Still Waiting for a Real Economic Growth Plan

Still Waiting for a Real Economic Growth Plan


The good news about reduced official unemployment – down to around 5 percent in the August report – contrasts with the broader U-6 unemployment figure, still hovering in the 10 percent range. Nor is it inconsequential that U.S. growth continues to bend lower from a high in the 1960s and 1970s of just over 5 percent annually to our current rate of just about 2 percent annually.

Two weeks after the presidential conventions, it is especially distressing that there are still no substantial and detailed proposals from either of the campaigns on a serious 21st century economic growth plan. Might it be time for those of us in the private sector to take the lead and propose a deal that would be good for all Americans? One that would put the country in the position to continue to drive economic growth and prosperity, as we did in earlier post-World War II decades?

Related: What Do Older Voters Want? 3 Things Our Presidential Candidates Must Do

An organizing principle for such a growth plan is the reality of 21st century age demography. It is this demographic shift, as our society moves from young to old, which helps explain the gap between our pretty decent official unemployment rate and the broader U-6 measure.

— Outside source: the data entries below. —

use std::{
    sync::{
        Arc, Mutex, PoisonError,
        atomic::{AtomicU64, Ordering},
    },
    time::Duration,
};

use tokio_util::sync::CancellationToken;

use crate::{
    aggregate::CheckRecorder,
    workflow::{VuContext, Workflow, run_iteration},
};

/// Lifecycle of a single virtual user.
///
/// ```text
/// Idle ──▶ Running ──▶ Idle ──▶ ... ──▶ Stopped
///   │         │                          ▲
///   └─────────┴──▶ Stopping ─────────────┘
/// ```
///
/// A worker only reaches `Stopped` from `Idle` or `Stopping`, which both sit
/// on an iteration boundary.
#[derive(Clone, Copy, Debug, PartialEq, Eq, Hash)]
pub enum WorkerState {
    /// Spawned, or pausing between two iterations.
    Idle,
    /// Inside a workflow iteration.
    Running,
    /// Asked to stop; finishes its current iteration (if any) and exits.
    Stopping,
    Stopped,
}

/// A single observed state change of a worker.
#[derive(Clone, Copy, Debug, PartialEq, Eq)]
pub struct WorkerTransition {
    pub worker: u64,
    pub from: WorkerState,
    pub to: WorkerState,
}

/// Callback invoked on every worker state change.
pub type TransitionHook = Arc<dyn Fn(WorkerTransition) + Send + Sync>;

/// Lifetime counters of a worker pool.
#[derive(Clone, Copy, Debug, Default, PartialEq, Eq)]
pub struct PoolStats {
    pub spawned: u64,
    pub stop_signals: u64,
    pub exited: u64,
    pub spawn_failures: u64,
}

#[derive(Debug, Default)]
pub(crate) struct PoolCounters {
    pub spawned: AtomicU64,
    pub stop_signals: AtomicU64,
    pub exited: AtomicU64,
    pub spawn_failures: AtomicU64,
}

impl PoolCounters {
    pub fn snapshot(&self) -> PoolStats {
        PoolStats {
            spawned: self.spawned.load(Ordering::Acquire),
            stop_signals: self.stop_signals.load(Ordering::Acquire),
            exited: self.exited.load(Ordering::Acquire),
            spawn_failures: self.spawn_failures.load(Ordering::Acquire),
        }
    }
}

/// State shared between a worker task and the pool that owns it.
///
/// Transitions happen under a lock so the hook observes them in the order
/// they took effect.
pub(crate) struct WorkerCell {
    pub id: u64,
    state: Mutex<WorkerState>,
    hook: Option<TransitionHook>,
    counters: Arc<PoolCounters>,
}

impl WorkerCell {
    pub fn new(id: u64, hook: Option<TransitionHook>, counters: Arc<PoolCounters>) -> Self {
        Self {
            id,
            state: Mutex::new(WorkerState::Idle),
            hook,
            counters,
        }
    }

    pub fn get(&self) -> WorkerState {
        *self.state.lock().unwrap_or_else(PoisonError::into_inner)
    }

    /// Move to `to` if the worker is currently in `from`.
    pub fn transition(&self, from: WorkerState, to: WorkerState) -> bool {
        self.transition_if(|s| s == from, to).is_some()
    }

    /// Mark the worker as stopping. Returns `false` if it was already on its way out.
    pub fn mark_stopping(&self) -> bool {
        self.transition_if(
            |s| matches!(s, WorkerState::Idle | WorkerState::Running),
            WorkerState::Stopping,
        )
        .is_some()
    }

    /// Final transition, taken by the worker itself on exit or by the pool when
    /// it aborts a straggler.
    pub fn finish(&self) {
        if self
            .transition_if(|s| s != WorkerState::Stopped, WorkerState::Stopped)
            .is_some()
        {
            self.counters.exited.fetch_add(1, Ordering::AcqRel);
        }
    }

    fn transition_if(
        &self,
        allowed: impl FnOnce(WorkerState) -> bool,
        to: WorkerState,
    ) -> Option<WorkerState> {
        let mut state = self.state.lock().unwrap_or_else(PoisonError::into_inner);
        let from = *state;
        if !allowed(from) {
            return None;
        }
        *state = to;
        if let Some(hook) = &self.hook {
            hook(WorkerTransition {
                worker: self.id,
                from,
                to,
            });
        }
        Some(from)
    }
}

/// The iteration loop of one virtual user.
///
/// `stop` is a child of the run cancellation token, so it fires both when the
/// pool shrinks this worker away and when the whole run ends. Cancellation is
/// observed at the top of every iteration and during the pause; an iteration
/// that already started always runs to completion.
pub(crate) async fn vu_loop<W: Workflow>(
    cell: Arc<WorkerCell>,
    workflow: Arc<W>,
    checks: CheckRecorder,
    run_cancel: CancellationToken,
    stop: CancellationToken,
    pause: Duration,
) {
    let id = cell.id;
    let mut iteration = 0;
    tracing::debug!("VU {id} started.");

    loop {
        if stop.is_cancelled() {
            break;
        }
        if !cell.transition(WorkerState::Idle, WorkerState::Running) {
            break;
        }

        let ctx = VuContext::new(id, iteration, checks.clone(), run_cancel.clone());
        let outcome = run_iteration(workflow.as_ref(), ctx).await;
        checks.record_outcome(&outcome);
        iteration += 1;

        // Fails when the pool marked us Stopping mid-iteration.
        if !cell.transition(WorkerState::Running, WorkerState::Idle) {
            break;
        }

        if pause.is_zero() {
            tokio::task::yield_now().await;
            continue;
        }
        tokio::select! {
            _ = tokio::time::sleep(pause) => {}
            _ = stop.cancelled() => break,
        }
    }

    cell.finish();
    tracing::debug!("VU {id} shutting down after {iteration} iterations.");
}
//! Workflows and the per-iteration execution wrapper.
//!
//! A [`Workflow`] is the user-supplied script a virtual user runs over and over.
//! The executor treats it as an opaque callback: it hands each iteration a
//! fresh [`VuContext`] and turns whatever happens inside (success, error,
//! panic, cancellation) into an [`IterationOutcome`] without ever letting it
//! escape into the pool.
use std::{
    any::Any,
    future::Future,
    panic::{self, AssertUnwindSafe},
};

use futures::{FutureExt, future::BoxFuture};
use tokio_util::sync::CancellationToken;

use crate::{aggregate::CheckRecorder, error::WorkflowError};

/// A scripted sequence of requests run once per iteration by each virtual user.
///
/// Any `Fn(VuContext) -> impl Future<Output = Result<(), WorkflowError>>` is a
/// workflow. With the `macros` feature, `#[workflow]` turns an `async fn` into
/// one as well.
///
/// # Example
/// ```rust
/// use horde::{VuContext, WorkflowError};
///
/// let workflow = |ctx: VuContext| async move {
///     // NEVER build heavy things like HTTP clients in here;
///     // create them once and clone them into the closure.
///     let status = ctx.step("fetch", async { Ok::<_, std::io::Error>(200) }).await?;
///     ctx.check("status is 200", status == 200);
///     Ok::<(), WorkflowError>(())
/// };
/// # let _ = workflow;
/// ```
pub trait Workflow: Send + Sync + 'static {
    fn iterate(&self, ctx: VuContext) -> BoxFuture<'static, Result<(), WorkflowError>>;
}

impl<F, Fut> Workflow for F
where
    F: Fn(VuContext) -> Fut + Send + Sync + 'static,
    Fut: Future<Output = Result<(), WorkflowError>> + Send + 'static,
{
    fn iterate(&self, ctx: VuContext) -> BoxFuture<'static, Result<(), WorkflowError>> {
        Box::pin(self(ctx))
    }
}

/// Everything an iteration gets to know about the run it belongs to.
#[derive(Clone, Debug)]
pub struct VuContext {
    vu: u64,
    iteration: u64,
    checks: CheckRecorder,
    cancel: CancellationToken,
}

impl VuContext {
    pub fn new(vu: u64, iteration: u64, checks: CheckRecorder, cancel: CancellationToken) -> Self {
        Self {
            vu,
            iteration,
            checks,
            cancel,
        }
    }

    /// Id of the virtual user running this iteration.
    pub fn vu_id(&self) -> u64 {
        self.vu
    }

    /// Zero-based iteration count of this virtual user.
    pub fn iteration(&self) -> u64 {
        self.iteration
    }

    /// Record the outcome of a named check and hand `passed` back.
    pub fn check(&self, name: &str, passed: bool) -> bool {
        self.checks.record(name, passed);
        passed
    }

    /// Make a check show up in the report even if it is never recorded.
    pub fn declare_check(&self, name: &str) {
        self.checks.declare(name);
    }

    pub fn is_cancelled(&self) -> bool {
        self.cancel.is_cancelled()
    }

    /// Resolves once the run is cancelled. Lets a workflow race its own
    /// long waits against shutdown without being able to trigger it.
    pub async fn cancelled(&self) {
        self.cancel.cancelled().await
    }

    /// Run one named step of the workflow.
    ///
    /// The step is skipped with [`WorkflowError::Cancelled`] if the run was
    /// cancelled before it started; futures are lazy, so no request goes out.
    /// Once started, a step is always awaited to completion. Errors are tagged
    /// with the step name.
    pub async fn step<T, E, Fut>(&self, name: &str, fut: Fut) -> Result<T, WorkflowError>
    where
        Fut: Future<Output = Result<T, E>>,
        E: Into<anyhow::Error>,
    {
        if self.cancel.is_cancelled() {
            tracing::trace!("VU {} skipping step `{name}` after cancellation", self.vu);
            return Err(WorkflowError::Cancelled);
        }
        fut.await.map_err(|e| WorkflowError::step(name, e))
    }
}

/// Result of a single workflow iteration.
#[derive(Clone, Debug, PartialEq, Eq)]
pub enum IterationOutcome {
    Completed,
    /// The workflow returned an error or panicked.
    Failed {
        step: Option<String>,
        error: String,
    },
    /// The run was cancelled between two steps.
    Interrupted,
}

impl IterationOutcome {
    pub fn is_failure(&self) -> bool {
        matches!(self, IterationOutcome::Failed { .. })
    }
}

/// Execute `workflow` once, catching every error and panic it raises.
pub async fn run_iteration<W>(workflow: &W, ctx: VuContext) -> IterationOutcome
where
    W: Workflow + ?Sized,
{
    let vu = ctx.vu_id();
    let iteration = ctx.iteration();

    let fut = match panic::catch_unwind(AssertUnwindSafe(|| workflow.iterate(ctx))) {
        Ok(fut) => fut,
        Err(payload) => return panicked(vu, iteration, payload),
    };

    match AssertUnwindSafe(fut).catch_unwind().await {
        Ok(Ok(())) => IterationOutcome::Completed,
        Ok(Err(WorkflowError::Cancelled)) => IterationOutcome::Interrupted,
        Ok(Err(e)) => {
            tracing::debug!("VU {vu} iteration {iteration} failed: {e}");
            IterationOutcome::Failed {
                step: e.step_name().map(str::to_owned),
                error: e.to_string(),
            }
        }
        Err(payload) => panicked(vu, iteration, payload),
    }
}

fn panicked(vu: u64, iteration: u64, payload: Box<dyn Any + Send>) -> IterationOutcome {
    let msg = if let Some(s) = payload.downcast_ref::<&str>() {
        (*s).to_owned()
    } else if let Some(s) = payload.downcast_ref::<String>() {
        s.clone()
    } else {
        "unknown panic payload".to_owned()
    };
    tracing::warn!("VU {vu} iteration {iteration} panicked: {msg}");
    IterationOutcome::Failed {
        step: None,
        error: format!("panicked: {msg}"),
    }
}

The latter includes those who have stopped looking because they’re older, and those who are considered to be retired by last century’s norms. Yet, economic growth simply cannot be sustained if 30-40 percent of the adult population is dependent. Just ask Japan, an “old society” that will soon have 40 percent of its population over 60. Because they have not adequately shifted public policy or cultural norms, they have been experiencing three decades of economic malaise.

Today, when candidates think of “aging” or “old,” they think of Medicare and Social Security, the 20th century public policies that were designed to support us as we grew old and stopped working. But this is no longer fiscally viable, as there are so many more of us living far past 60 than ever contemplated by the creators of such plans. We need an economic plan that creates more investment for new jobs at all ages, supports infrastructure, includes education across our life course and drives healthcare to enable active aging. So, how about this?

  1. Finding the money for investments in American infrastructure:  American-headquartered global companies have well over $2 trillion parked in countries with attractive tax rates, relative to the very high U.S. corporate tax rates. This is precisely how companies should behave to meet their fiduciary responsibilities to their shareholders, investors, employees and customers. But the American government could compete with these countries and stimulate infrastructure investment at the same time. By offering these very same corporations tax forgiveness, the government could bring the dollars back to America in exchange for a percentage commitment to infrastructure needs, while also making real reductions in the corporate tax rates going forward.
  2. Investing in growth: Once we get access to the trillions currently in low tax jurisdictions, we can use it to address our broad American needs and help prepare for a world where our children live to 100. First, update the bridges, roads, and other public transport systems that have always been the basis of American commerce. Second, invest in our education system to accommodate all Americans -- those in traditional educational ages and those who are older but need ongoing skills training during a 60+ year working life. We should give specific attention to technical and vocational training, including new 21st century jobs such as elder caregiving. Third, enable the technology literacy education that we all know is essential for our time. Fourth, set aside a few billion dollars to wipe out student debt. And, finally, put some of that money to investment in cures for the diseases of aging, including the current embarrassingly low amount dedicated to Alzheimer’s. Spending on health innovation is as much an investment in 21st century society as spending on education for children. Smart tax policy leading to economic growth will make it all possible.
  3. Re-framing the workplace: Part of the new investment and tax deal will be for corporate employers to make changes in how they operate. Employers would get rid of retirement, an artifact of an earlier industrial development period, when physically burdensome jobs largely in manufacturing made it challenging to work past 65. But that was then. Today, when most of us will live 30 years past traditional retirement, and many of those years will be healthy and high quality, it’s not surprising that people want to work longer, if differently. As we work longer, employers will also want to rethink and restructure benefits, helping employees support their own wellness and meet the caregiving needs of their parents and grandparents. No doubt an important part of the deal will also be an increase in the minimum wage, taking that one off our political table, and low-paid workers as well. But if it’s married to a broad-based proposal that builds in lower corporate tax rates, we will be able to manage it through growth.

American economic growth in the 21st century can surpass that of the previous eras. However, profound adjustment for our age demographic shift is an essential part of achieving this potential. Japan missed it, and much of Europe is playing catch-up as each of their societies struggle with last century’s policies not being able to meet this century’s age demographic realities. But it will only work here if we trust each other and fix an agreement for public and private sectors working together.  

Is anyone in D.C., or who wants to get there listening?